If you're like me, and I know I am...

Friday, December 03, 2004

Paradise (and body parts) Lost

My father once told me that smoking was the only thing in his life that gave him any pleasure. Right to my face he says that. I don't think it even occurred to him that his statement could quite easily be taken badly by his offspring. It could also be argued that I shouldn't have taken it as a slight, but it was.

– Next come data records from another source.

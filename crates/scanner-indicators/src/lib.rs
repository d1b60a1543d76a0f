//! Technical indicators for the watchlist scanner.
//!
//! This crate provides the indicators the scanner evaluates on closing prices:
//! - Moving averages (SMA with a full-window requirement, recursive EMA)
//! - Momentum (RSI over simple averages of gains and losses)
//!
//! Every indicator returns a series aligned with its input. Positions without
//! enough history are `None` rather than NaN.

pub mod momentum;
pub mod moving_average;

pub use momentum::Rsi;
pub use moving_average::{Ema, Sma};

My failure as a son has mainly to do with the fact that I was never into hanging out in junkyards with toothless hayseeds who deliberately surrounded themselves with mountains of trash because something inside of it might be of value to someone. Fer instance. I remember one fieldtrip to a junkyard down in Plattsmouth, Neb. so my dad could go looking through mountains of wrecked cars for an intact rear windshield for some ancient piece of shit of his own. While he searched, my sister and I sat in the car and waited for about an hour... like dogs. When he returned it was with a cut hand and no windshield.

One might well ask, how expensive could any rear windshield be? The answer is not that expensive, but even if it were $50 with free installation, it would not have been as sweet as finding one in a junkyard for $20.

I grew up in a junkyard actually. My dad, always the admirer of other people's shit, kept his own little pile all around our house. There were several old cars, axles, tractors, plows, mowers and weeds, tons and tons of weeds growing in all the cracks. A completely dilapidated school bus my grandmother used to use to house chickens was the item that made sure no one driving by could fail to notice that our house had a small yard and a much larger junkyard attached to it.

After my parents got divorced, it was my mother's no. 1 priority to get rid of the embarrassing piles of rusted metal that had closed in on us over the years. Well, no. 2 if you count getting rid of my dad. My father put off the junk removal for over a year until my mother brought in another junk collector to take all the junk away for free, afterall, he was getting an amazing pile of crap in exchange. Suddenly, rather than take my sister and I out for pizza, it became my dad's primary focus to hang out with the junk dealer and move all his detritus. That was how he lost the tip of his pinky finger. He got it caught in a trailer hitch. That is the kind of thing that only happens to hicks like my dad. You don't see too many accountants or state senators who are missing parts of their bodies that they "got caught in a trailer hitch."